‘All We Had’ Review: Katie Holmes’ Directorial Debut Is Strictly by the Book

The actress works both sides of the camera in this cliché-riddled tale of a mother and daughter rambling through life

All We Had

Picture a pretty but world-weary single woman and her teenage daughter, both with no fixed address. Mom hooks up with one jerk after another; when things get too dicey to stay at one such guy’s place, she and the girl live in their beat-up car. The pattern continues until it doesn’t, “I love you”s are exchanged, and the pair drive off … OK, it’s just down a road, not into the sunset, but still.

Those aren’t spoilers so much as a warning that Katie Holmes takes some shortcuts in her unremarkable directorial debut, “All We Had.” (Check out her glamour shot on the film’s one-sheet, even though her character, Rita, is introduced with a face that’s either bruised or just perpetually dirty. Hard to tell.)

Adapted by the relatively green Josh Boone (“Stuck in Love”) and newbie scripter Jill Killington from Annie Weatherwax’s first novel, the film opens with 14-year-old Ruthie (Stefania Owen, “Coming Through the Rye”) telling Rita that it’s time for them to vacate the latest creep’s house. “We did what we always did,” Ruthie says in a voiceover. “We took what we could and ran.”

It turns out that Ruthie does a lot of taking, having become skilled at pocketing necessities from convenience stores, while Rita’s in charge of the running, at least until her car breaks down — just after they’d dined-and-dashed. The previous time their method of escape needed fixing, not more than 10 minutes earlier in the movie, Rita tried to prostitute herself for a deal on a new muffler; this time she takes Ruthie back inside the greasy spoon and apologizes until the owner, Marty (Richard Kind), offers them both jobs, but not before transgender waitress Pam (Eve Lindley, “Mr. Robot”), scolds them about their theft, citing Marty’s bad heart. “You could have killed him!” she says.

That’s just one of the script’s many laughable lines, which include heavy metaphors (“Chess is like life!”), platitudes (“It’s going to be OK!”), and spontaneous speechifying, such as this gem that Ruthie unleashes on Marty: “Mister, superheroes don’t fly or look like Jesus. They drive broken-down cars. They take their kids with them no matter where they go or how bad things get. And sometimes, they make mistakes, just like anyone else.” I don’t know if that’s directly from the novel, but if it is, Weatherwax’s way with words is more E L James than J.K. Rowling.

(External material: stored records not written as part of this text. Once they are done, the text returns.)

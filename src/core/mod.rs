//! Core engine modules - step transport, run statistics, playback.
//!
//! These modules form the playback engine, independent of any frontend.

pub mod playback;
pub mod producer;
pub mod stats;

// Re-exports for convenience
pub use playback::{Highlights, Playback, PlaybackState, RenderState};
pub use producer::{SinkClosed, StepPoll, StepSink, StepStream};
pub use stats::Stats;
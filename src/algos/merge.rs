//! Merge sort producer.
//!
//! Classic top-down recursion over inclusive ranges with one scratch
//! buffer. Merging compares the two run heads (absolute indices) and
//! stages into scratch; the copy-back emits an overwrite for every index
//! of the merged range, changed or not, because each placement is a real
//! write of the algorithm. There is no meaningful "permanently fixed"
//! index mid-sort, so sortedness is reported in one ascending bulk at the
//! very end.

use crate::core::producer::{SinkClosed, StepSink};

pub(crate) fn run(mut a: Vec<u32>, sink: &StepSink) -> Result<(), SinkClosed> {
    let n = a.len();
    let mut tmp = a.clone();
    if n > 0 {
        sort(&mut a, &mut tmp, 0, n - 1, sink)?;
    }
    for i in 0..n {
        sink.mark_sorted(i)?;
    }
    Ok(())
}

fn sort(
    a: &mut [u32],
    tmp: &mut [u32],
    lo: usize,
    hi: usize,
    sink: &StepSink,
) -> Result<(), SinkClosed> {
    if lo >= hi {
        return Ok(());
    }
    let mid = (lo + hi) / 2;
    sort(a, tmp, lo, mid, sink)?;
    sort(a, tmp, mid + 1, hi, sink)?;
    merge(a, tmp, lo, mid, hi, sink)
}

fn merge(
    a: &mut [u32],
    tmp: &mut [u32],
    lo: usize,
    mid: usize,
    hi: usize,
    sink: &StepSink,
) -> Result<(), SinkClosed> {
    let (mut i, mut j, mut k) = (lo, mid + 1, lo);
    while i <= mid && j <= hi {
        sink.compare(i, j)?;
        if a[i] <= a[j] {
            tmp[k] = a[i];
            i += 1;
        } else {
            tmp[k] = a[j];
            j += 1;
        }
        k += 1;
    }
    while i <= mid {
        tmp[k] = a[i];
        i += 1;
        k += 1;
    }
    while j <= hi {
        tmp[k] = a[j];
        j += 1;
        k += 1;
    }
    for t in lo..=hi {
        a[t] = tmp[t];
        sink.overwrite(t, a[t])?;
    }
    Ok(())
}

#[cfg(test)]
mod tests {
    use crate::algos::testkit::{replay, steps_of};
    use crate::algos::Algorithm;
    use crate::step::Step;

    #[test]
    fn test_reference_trace_2_1() {
        let steps = steps_of(Algorithm::Merge, &[2, 1]);
        assert_eq!(
            steps,
            vec![
                Step::Compare { i: 0, j: 1 },
                Step::Overwrite { i: 0, value: 1 },
                Step::Overwrite { i: 1, value: 2 },
                Step::MarkSorted { index: 0 },
                Step::MarkSorted { index: 1 },
            ]
        );
        assert_eq!(replay(&[2, 1], &steps), vec![1, 2]);
    }

    #[test]
    fn test_copy_back_overwrites_whole_range() {
        // Merging [1,2] emits overwrites even though nothing moves.
        let steps = steps_of(Algorithm::Merge, &[1, 2]);
        assert_eq!(
            steps,
            vec![
                Step::Compare { i: 0, j: 1 },
                Step::Overwrite { i: 0, value: 1 },
                Step::Overwrite { i: 1, value: 2 },
                Step::MarkSorted { index: 0 },
                Step::MarkSorted { index: 1 },
            ]
        );
    }

    #[test]
    fn test_equal_heads_prefer_left_run() {
        // Stability tie-break: a[i] <= a[j] takes the left head.
        let input = vec![3, 1, 3, 2];
        let steps = steps_of(Algorithm::Merge, &input);
        assert_eq!(replay(&input, &steps), vec![1, 2, 3, 3]);
    }

    #[test]
    fn test_four_elements_merge_bottom_up_order() {
        let input = vec![4, 3, 2, 1];
        let steps = steps_of(Algorithm::Merge, &input);
        // First merge touches (0,1), second (2,3), final one (0..=3).
        let first_overwrite = steps
            .iter()
            .position(|s| matches!(s, Step::Overwrite { .. }))
            .unwrap();
        assert_eq!(steps[first_overwrite], Step::Overwrite { i: 0, value: 3 });
        assert_eq!(replay(&input, &steps), vec![1, 2, 3, 4]);
    }
}
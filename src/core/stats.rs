//! Run statistics derived purely from applied steps.

use serde::Serialize;

use crate::step::Step;

/// Counters for the current (or most recent) run.
///
/// `elapsed_ms` accumulates only while the run is `Running` and not
/// paused; it is sampled by the playback ticker, not by `record`.
#[derive(Debug, Default, Clone, Copy, PartialEq, Eq, Serialize)]
pub struct Stats {
    pub comparisons: u64,
    pub swaps: u64,
    pub writes: u64,
    pub elapsed_ms: u64,
}

impl Stats {
    /// Advance counters for one applied step.
    ///
    /// A swap touches two cells, so it counts as two writes; a pivot or
    /// sorted marker changes nothing.
    pub fn record(&mut self, step: &Step) {
        match step {
            Step::Compare { .. } => self.comparisons += 1,
            Step::Swap { .. } => {
                self.swaps += 1;
                self.writes += 2;
            }
            Step::Overwrite { .. } => self.writes += 1,
            Step::Pivot { .. } | Step::MarkSorted { .. } => {}
        }
    }

    /// Counters derived from a full step sequence, for cross-checking a
    /// live run against its emitted steps.
    pub fn from_steps<'a>(steps: impl IntoIterator<Item = &'a Step>) -> Self {
        let mut stats = Self::default();
        for step in steps {
            stats.record(step);
        }
        stats
    }
}
//! Selection sort producer.
//!
//! Each round scans the unsorted remainder for the minimum, comparing the
//! running candidate against every scanned element. Only a strict
//! improvement moves the candidate, and the move itself emits nothing.
//! One swap places the minimum when it is not already in position; the
//! round's index is marked sorted either way.

use crate::core::producer::{SinkClosed, StepSink};

pub(crate) fn run(mut a: Vec<u32>, sink: &StepSink) -> Result<(), SinkClosed> {
    let n = a.len();
    for i in 0..n {
        let mut min = i;
        for j in i + 1..n {
            sink.compare(min, j)?;
            if a[j] < a[min] {
                min = j;
            }
        }
        if min != i {
            a.swap(i, min);
            sink.swap(i, min)?;
        }
        sink.mark_sorted(i)?;
    }
    Ok(())
}

#[cfg(test)]
mod tests {
    use crate::algos::testkit::{replay, steps_of};
    use crate::algos::Algorithm;
    use crate::step::Step;

    #[test]
    fn test_reference_trace_2_1() {
        let steps = steps_of(Algorithm::Selection, &[2, 1]);
        assert_eq!(
            steps,
            vec![
                Step::Compare { i: 0, j: 1 }, // minimum moves to index 1
                Step::Swap { i: 0, j: 1 },    // [1,2]
                Step::MarkSorted { index: 0 },
                Step::MarkSorted { index: 1 },
            ]
        );
        assert_eq!(replay(&[2, 1], &steps), vec![1, 2]);
    }

    #[test]
    fn test_compare_tracks_running_minimum() {
        let steps = steps_of(Algorithm::Selection, &[3, 1, 2]);
        assert_eq!(
            steps,
            vec![
                Step::Compare { i: 0, j: 1 }, // candidate 0 vs 1 -> min = 1
                Step::Compare { i: 1, j: 2 }, // candidate is now index 1
                Step::Swap { i: 0, j: 1 },
                Step::MarkSorted { index: 0 }, // [1,3,2]
                Step::Compare { i: 1, j: 2 },
                Step::Swap { i: 1, j: 2 },
                Step::MarkSorted { index: 1 },
                Step::MarkSorted { index: 2 },
            ]
        );
    }

    #[test]
    fn test_no_swap_when_minimum_in_place() {
        let steps = steps_of(Algorithm::Selection, &[1, 2]);
        assert_eq!(
            steps,
            vec![
                Step::Compare { i: 0, j: 1 },
                Step::MarkSorted { index: 0 },
                Step::MarkSorted { index: 1 },
            ]
        );
    }

    #[test]
    fn test_ties_keep_earlier_candidate() {
        // Equal values must not move the candidate (strict improvement only),
        // so [2,2,1] compares against index 0 until 1 wins.
        let steps = steps_of(Algorithm::Selection, &[2, 2, 1]);
        assert_eq!(steps[0], Step::Compare { i: 0, j: 1 });
        assert_eq!(steps[1], Step::Compare { i: 0, j: 2 });
        assert_eq!(steps[2], Step::Swap { i: 0, j: 2 });
    }
}
impl Shared {
    fn new(array: Vec<u32>, speed: u32) -> Self {
        let snapshot = array.clone();
        Self {
            array: RwLock::new(array),
            snapshot: RwLock::new(snapshot),
            counts: RwLock::new(Stats::default()),
            highlights: RwLock::new(Highlights::default()),
            state: RwLock::new(PlaybackState::Idle),
            timer: Mutex::new(RunTimer::default()),
            elapsed_ms: AtomicU64::new(0),
            abort: AtomicBool::new(false),
            speed: AtomicU32::new(speed),
            ticker_alive: AtomicBool::new(false),
        }
    }

    fn state(&self) -> PlaybackState {
        *self.state.read().unwrap_or_else(|e| e.into_inner())
    }

    fn set_state(&self, next: PlaybackState) {
        *self.state.write().unwrap_or_else(|e| e.into_inner()) = next;
    }

    fn aborted(&self) -> bool {
        self.abort.load(Ordering::Relaxed)
    }

    /// Apply one step: stats, highlights, and array (replaced wholesale
    /// for mutating steps so readers only see fully-applied states).
    fn apply(&self, step: &Step) {
        self.counts
            .write()
            .unwrap_or_else(|e| e.into_inner())
            .record(step);

        {
            let mut hl = self.highlights.write().unwrap_or_else(|e| e.into_inner());
            match *step {
                Step::Compare { i, j } => hl.comparing = vec![i, j],
                Step::Swap { i, j } => hl.swapping = vec![i, j],
                Step::Pivot { index } => hl.pivot = Some(index),
                Step::MarkSorted { index } => {
                    hl.sorted.insert(index);
                }
                Step::Overwrite { .. } => {}
            }
        }

        if step.is_mutation() {
            let mut next = self.array.read().unwrap_or_else(|e| e.into_inner()).clone();
            step.apply_to(&mut next);
            *self.array.write().unwrap_or_else(|e| e.into_inner()) = next;
        }
    }

    /// Drop the transient emphasis so the next compare/swap repopulates it.
    fn clear_transient(&self) {
        let mut hl = self.highlights.write().unwrap_or_else(|e| e.into_inner());
        hl.comparing.clear();
        hl.swapping.clear();
    }

    /// Producer exhausted normally: settle highlights, freeze the clock,
    /// mark every index sorted, and complete the run.
    fn finalize(&self) {
        {
            let len = self.array.read().unwrap_or_else(|e| e.into_inner()).len();
            let mut hl = self.highlights.write().unwrap_or_else(|e| e.into_inner());
            hl.comparing.clear();
            hl.swapping.clear();
            hl.pivot = None;
            hl.sorted = (0..len).collect();
        }
        let frozen = self
            .timer
            .lock()
            .unwrap_or_else(|e| e.into_inner())
            .freeze();
        self.elapsed_ms
            .store(frozen.as_millis() as u64, Ordering::Relaxed);
        self.set_state(PlaybackState::Completed);
        info!("run completed after {}ms of active time", frozen.as_millis());
    }

    /// Reset counters, highlights and stopwatch for a fresh run.
    fn clear_run_outputs(&self) {
        *self.counts.write().unwrap_or_else(|e| e.into_inner()) = Stats::default();
        *self.highlights.write().unwrap_or_else(|e| e.into_inner()) = Highlights::default();
        *self.timer.lock().unwrap_or_else(|e| e.into_inner()) = RunTimer::default();
        self.elapsed_ms.store(0, Ordering::Relaxed);
    }

    /// Sleep up to `total`, waking at least every `PAUSE_POLL` to observe
    /// the abort flag. Returns false when aborted.
    fn sleep_unless_aborted(&self, total: Duration) -> bool {
        let deadline = Instant::now() + total;
        loop {
            if self.aborted() {
                return false;
            }
            let now = Instant::now();
            if now >= deadline {
                return true;
            }
            thread::sleep((deadline - now).min(PAUSE_POLL));
        }
    }
}
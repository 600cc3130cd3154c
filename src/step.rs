//! Step event model: the vocabulary of atomic operations a sort reports.
//!
//! A producer never touches the visible array directly. It describes every
//! elementary operation as a `Step`, and the playback controller replays
//! those steps one at a time. Applying the full sequence in order to a copy
//! of the producer's input reconstructs every intermediate array state.
//!
//! This is a closed set: the controller matches exhaustively, so adding a
//! new step kind requires updating its apply logic.

use serde::{Deserialize, Serialize};

/// One atomic operation of a sorting run.
///
/// Indices always refer to positions in the array being visualized at the
/// moment the step is applied. A step carrying an out-of-bounds index is a
/// producer defect, not a recoverable condition.
#[derive(Debug, Clone, Copy, PartialEq, Eq, Serialize, Deserialize)]
#[serde(tag = "type", rename_all = "camelCase")]
pub enum Step {
    /// Two positions were inspected. No mutation.
    Compare { i: usize, j: usize },
    /// The values at two positions were exchanged.
    Swap { i: usize, j: usize },
    /// Position `i` was set to `value`. A single overwrite is not
    /// necessarily a permutation; the full sequence preserves the multiset.
    Overwrite { i: usize, value: u32 },
    /// Marks the current partition pivot. Advisory, non-mutating.
    Pivot { index: usize },
    /// Marks an index as permanently in its final position.
    MarkSorted { index: usize },
}

impl Step {
    /// Apply the mutation this step describes to `a`.
    ///
    /// `Compare`, `Pivot` and `MarkSorted` are inspection-only and leave
    /// the array untouched. This is the single definition of step mutation
    /// semantics, shared by the playback controller and by replay tests.
    pub fn apply_to(&self, a: &mut [u32]) {
        match *self {
            Step::Swap { i, j } => a.swap(i, j),
            Step::Overwrite { i, value } => a[i] = value,
            Step::Compare { .. } | Step::Pivot { .. } | Step::MarkSorted { .. } => {}
        }
    }

    /// True for step kinds that change the array.
    pub fn is_mutation(&self) -> bool {
        matches!(self, Step::Swap { .. } | Step::Overwrite { .. })
    }
}
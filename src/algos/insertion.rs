//! Insertion sort producer.
//!
//! For each new element the sorted prefix is scanned backward. Every
//! scanned pair emits a compare; a scanned element greater than the key is
//! shifted one slot right with an overwrite. The scan stops at the first
//! comparison that needs no shift. The key itself is written only when its
//! resting slot holds a different value, so an element already in place
//! costs one compare and zero writes. Global order is only guaranteed at
//! the very end, so sortedness is reported in one ascending bulk.

use crate::core::producer::{SinkClosed, StepSink};

pub(crate) fn run(mut a: Vec<u32>, sink: &StepSink) -> Result<(), SinkClosed> {
    for i in 1..a.len() {
        let key = a[i];
        // j is the slot being filled; the scanned element sits at j - 1.
        let mut j = i;
        while j > 0 {
            sink.compare(j - 1, j)?;
            if a[j - 1] > key {
                a[j] = a[j - 1];
                sink.overwrite(j, a[j])?;
                j -= 1;
            } else {
                break;
            }
        }
        if a[j] != key {
            a[j] = key;
            sink.overwrite(j, key)?;
        }
    }
    for i in 0..a.len() {
        sink.mark_sorted(i)?;
    }
    Ok(())
}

Though Rita is convinced that she’ll always lead a “piece of s— life,” she seems awfully charmed in the film. Steals? Gets a job. Needs a house? Dates a real estate agent. Has bad teeth? Meets a dentist. Pam follows Marty’s lead and immediately warms up to the mother and daughter, allowing them to crash in her mobile home until they can get back on their feet.

Every plot turn plays as either a little too convenient, too uncharacteristic, or too undercooked, such as Rita’s implied alcoholism. And the passage of time often seems skewed, such as when Ruthie is suspended from school for three days but then says, “When I got back to school, everything had changed. And, I realized, so had I.”

Despite the terrible script, the performances in “All We Had” are serviceable. Holmes is nearly as tweaky as she was in this year’s “Touched With Fire,” Owen manages to say her lines with a straight face, and Kind and Lindley are believably caring. (You may notice Judy Greer listed among the cast, but she appears in only a single scene. How long is it going to take for Hollywood to move her to center stage?)

Holmes does eke out a few affecting scenes before the film’s abrupt end, including one in which Rita comforts the often-bullied Pam and shares the story of her own assault. Ultimately, though, “All We Had” is exactly the kind of movie of which people say, “Oh well, its heart is in the right place.” A clichéd comment on a clichéd film: what could be more apt?